Sinistra e magistratura
di Nicolò Zanon
da Ideazione di marzo-aprile 2006
A fine gennaio, all’inaugurazione del nuovo anno giudiziario, spiccano
le sedie lasciate vuote dai magistrati, per protesta contro la legge di
riforma approvata dalla maggioranza di centrodestra. Qualche settimana
prima, a un convegno di Magistratura democratica (la corrente dei
magistrati culturalmente più organica alla sinistra), viene proclamata
la necessità di “non fare alcun passo indietro” rispetto alla politica
(e alla classe politica), e si invoca l’obbligo dell’Unione – in caso di
vittoria alle elezioni di aprile – di spazzar via tutte le leggi in
materia di giustizia approvate dalla Casa delle Libertà: non solo le più
famigerate leggi cosiddette ad personam, ma proprio e soprattutto
l’intera stessa riforma dell’ordinamento giudiziario. In quella sede, ai
dubbi e alle esitazioni mostrate da Giuliano Pisapia, che per
intelligenza e preparazione personale non potrebbe condividere posizioni
così estreme, risponde con durezza il responsabile ds del settore
giustizia, Massimo Brutti: non si faranno sconti, è tutto da cancellare.
Sono solo gli ultimissimi episodi di una guerriglia culturale che la
magistratura associata ha combattuto non soltanto contro i contenuti
della legge di riforma, ma – si faccia attenzione – contro l’idea stessa
che un legislatore potesse legittimamente apprestare (per carità: con
limiti, difetti e contraddizioni anche forti) un intervento normativo
riformatore, non di facciata, dell’organizzazione giudiziaria.
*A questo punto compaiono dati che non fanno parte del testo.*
//! Token-stream consumer (§4.4).
//!
//! Pulls tokens one at a time out of a reassembled payload, routing
//! connection-mutating side effects straight to the connection and
//! accumulating everything else in a buffer until a `done` token partitions
//! it into a result. `dynamic`/`paramsformat` tokens are data tokens like any
//! other as far as the result assembler is concerned, but `prepare` needs
//! their verbatim content, so the consumer additionally remembers the last
//! one of each it saw.

use bytes::Bytes;
use tds5_protocol::{DecodeContext, DoneStatus, DynamicAck, Token, decode_token};

use crate::assemble::{OpResult, Signal, assemble_segment};
use crate::connection::Connection;
use crate::error::Error;

/// Everything the consumer produced from one reassembled reply.
#[derive(Debug, Default)]
pub struct ConsumeOutcome {
    /// Results, in arrival order.
    pub results: Vec<OpResult>,
    /// The last `dynamic` acknowledgment seen, if any.
    pub last_dynamic_ack: Option<DynamicAck>,
    /// The verbatim bytes of the last `paramsformat` token seen, if any.
    pub last_params_format: Option<Bytes>,
}

/// Consume a reassembled payload, applying side effects to `conn` and
/// returning the results it produced.
pub fn consume(payload: &[u8], conn: &mut Connection) -> Result<ConsumeOutcome, Error> {
    let mut ctx = DecodeContext::default();
    let mut offset = 0usize;
    let mut buffer: Vec<Token> = Vec::new();
    let mut outcome = ConsumeOutcome::default();

    loop {
        let remaining = &payload[offset..];
        let Some((token, consumed)) = decode_token(remaining, &mut ctx)? else {
            break;
        };

        match token {
            Token::LoginAck(ack) => conn.apply_login_ack(&ack),
            Token::Capability(cap) => conn.apply_capability(&cap),
            Token::EnvChange(change) => conn.apply_env_change(&change)?,
            Token::Done(done) => {
                if let Signal::Segment = assemble_segment(&buffer, done, &mut outcome.results)? {
                    buffer.clear();
                }
            }
            Token::Dynamic(ack) => {
                outcome.last_dynamic_ack = Some(ack.clone());
                buffer.push(Token::Dynamic(ack));
            }
            Token::ParamsFormat(format) => {
                outcome.last_params_format = Some(Bytes::copy_from_slice(&remaining[..consumed]));
                buffer.push(Token::ParamsFormat(format));
            }
            other => buffer.push(other),
        }

        offset += consumed;
    }

    Ok(outcome)
}

#[cfg(test)]
#[allow(clippy::unwrap_used)]
mod tests {
    use super::*;
    use crate::config::ConnectOptions;
    use bytes::{BufMut, BytesMut};
    use tds5_protocol::codec::write_b_varchar;
    use tds5_protocol::TokenType;

    fn done_bytes(status: DoneStatus, count: u64) -> BytesMut {
        let mut buf = BytesMut::new();
        buf.put_u8(TokenType::Done as u8);
        buf.put_u16_le(status.bits());
        buf.put_u16_le(0);
        buf.put_u64_le(count);
        buf
    }

    #[test]
    fn s1_empty_query() {
        let mut conn = Connection::offline(ConnectOptions::new());
        let payload = done_bytes(DoneStatus::COUNT, 0);
        let outcome = consume(&payload, &mut conn).unwrap();
        assert_eq!(outcome.results, vec![OpResult::AffectedRows(0)]);
    }

    #[test]
    fn s3_multi_segment_preserves_order() {
        let mut conn = Connection::offline(ConnectOptions::new());
        let mut payload = BytesMut::new();

        // segment 1: rowformat("a","a"), row([1]), done(count|more, 1)
        payload.put_u8(TokenType::RowFormat as u8);
        payload.put_u16_le(1);
        write_b_varchar(&mut payload, "a");
        write_b_varchar(&mut payload, "a");
        payload.put_u8(tds5_protocol::TypeId::Int4 as u8);
        payload.put_u8(TokenType::Row as u8);
        payload.put_i32_le(1);
        payload.extend_from_slice(&done_bytes(DoneStatus::COUNT | DoneStatus::MORE, 1));

        // segment 2: rowformat("b","b"), row([2]), row([3]), done(count, 2)
        payload.put_u8(TokenType::RowFormat as u8);
        payload.put_u16_le(1);
        write_b_varchar(&mut payload, "b");
        write_b_varchar(&mut payload, "b");
        payload.put_u8(tds5_protocol::TypeId::Int4 as u8);
        payload.put_u8(TokenType::Row as u8);
        payload.put_i32_le(2);
        payload.put_u8(TokenType::Row as u8);
        payload.put_i32_le(3);
        payload.extend_from_slice(&done_bytes(DoneStatus::COUNT, 2));

        let outcome = consume(&payload, &mut conn).unwrap();
        assert_eq!(
            outcome.results,
            vec![
                OpResult::ResultSet {
                    columns: vec!["a".to_string()],
                    meta: vec![],
                    rows: vec![vec![value_int(1)]],
                },
                OpResult::ResultSet {
                    columns: vec!["b".to_string()],
                    meta: vec![],
                    rows: vec![vec![value_int(2)], vec![value_int(3)]],
                },
            ]
        );
    }

    fn value_int(n: i64) -> tds5_protocol::Value {
        tds5_protocol::Value::Int(n)
    }
}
Come se
l’autonomia, costituzionalmente garantita, nell’amministrazione della
giustizia rendesse l’ordinamento giudiziario una sorta di zona franca
dall’intervento del legislatore democraticamente eletto.
Ma la cronaca costituzionale offre ulteriori inediti esempi: nel
messaggio con il quale il presidente della Repubblica rinvia alle Camere
la legge che prevede l’inappellabilità, da parte della pubblica accusa,
delle sentenze di assoluzione in primo grado, tra le ragioni del rinvio
spiccano soprattutto – e sono anzi esplicitamente citate con nome e
cognome – le lamentele avanzate contro la legge dalla Corte di
Cassazione e dalla cosiddetta “rete delle giurisdizioni superiori
europee”: come se si trattasse delle stesse fonti ispiratrici della
decisione presidenziale, giunte così ad esprimersi al più alto livello
del nostro ordinamento costituzionale. L’informazione giornalistica sui
temi del confronto politica-giustizia meriterebbe poi un capitolo a
parte. Sulle pagine dell’autorevole Sole 24 Ore, ma anche in quelle del
Corriere della Sera, ogni volta che una linea di politica legislativa
della maggioranza incide sui temi della giustizia non solo vengono
riportate con grande risalto le posizioni, ovviamente contrarie, della
magistratura associata (com’è giusto e legittimo che accada,
naturalmente), ma si lascia costantemente intendere che è assurda la
pretesa del legislatore di voler incidere su questioni che, in fin dei
conti, sarebbe meglio lasciare gestire in autonomia alla stessa
magistratura. Indimenticabile, a questo proposito, un titolo comparso
sul Sole 24 Ore, ove per mettere in cattiva luce una scelta di politica
legislativa su temi attinenti alla giustizia se ne denunciava il
contrasto frontale con la giurisprudenza della Cassazione (maturata
sulla legge che il legislatore desiderava cambiare): come se non fosse
legittimo compito del legislatore in carica modificare leggi non
condivise, e come se non toccasse ai giudici applicare e rispettare le
leggi, anche quelle nuove.
E’, questo, il quadro di una contrapposizione frontale fra classe
politica e ceto giudiziario che arriva talvolta a toccare toni
apocalittici, quasi fosse una guerra tra due mondi alieni: come di
recente testimonia, con grande forza simbolica, la raccolta di firme per
il referendum anti-riforma costituzionale organizzata dai magistrati del
tribunale di Bergamo; e come analogamente testimoniò, nel 2004, la
protesta dell’anm all’inaugurazione dello scorso anno giudiziario,
quando i giudici si presentarono nelle aule ostentando il testo della
Costituzione del 1948. La Costituzione del 1948 difesa dai magistrati
contro i “nuovi barbari”, che l’aggrediscono. Difficile immaginare
conflitto più radicale nei suoi presupposti: noi (magistratura) siamo la
legittimità, voi (classe politica di maggioranza) l’eversione, e noi ci
assumiamo l’incarico di guidare alla resistenza (ricordate il
«resistere, resistere, resistere»?), o meglio di testimoniarla.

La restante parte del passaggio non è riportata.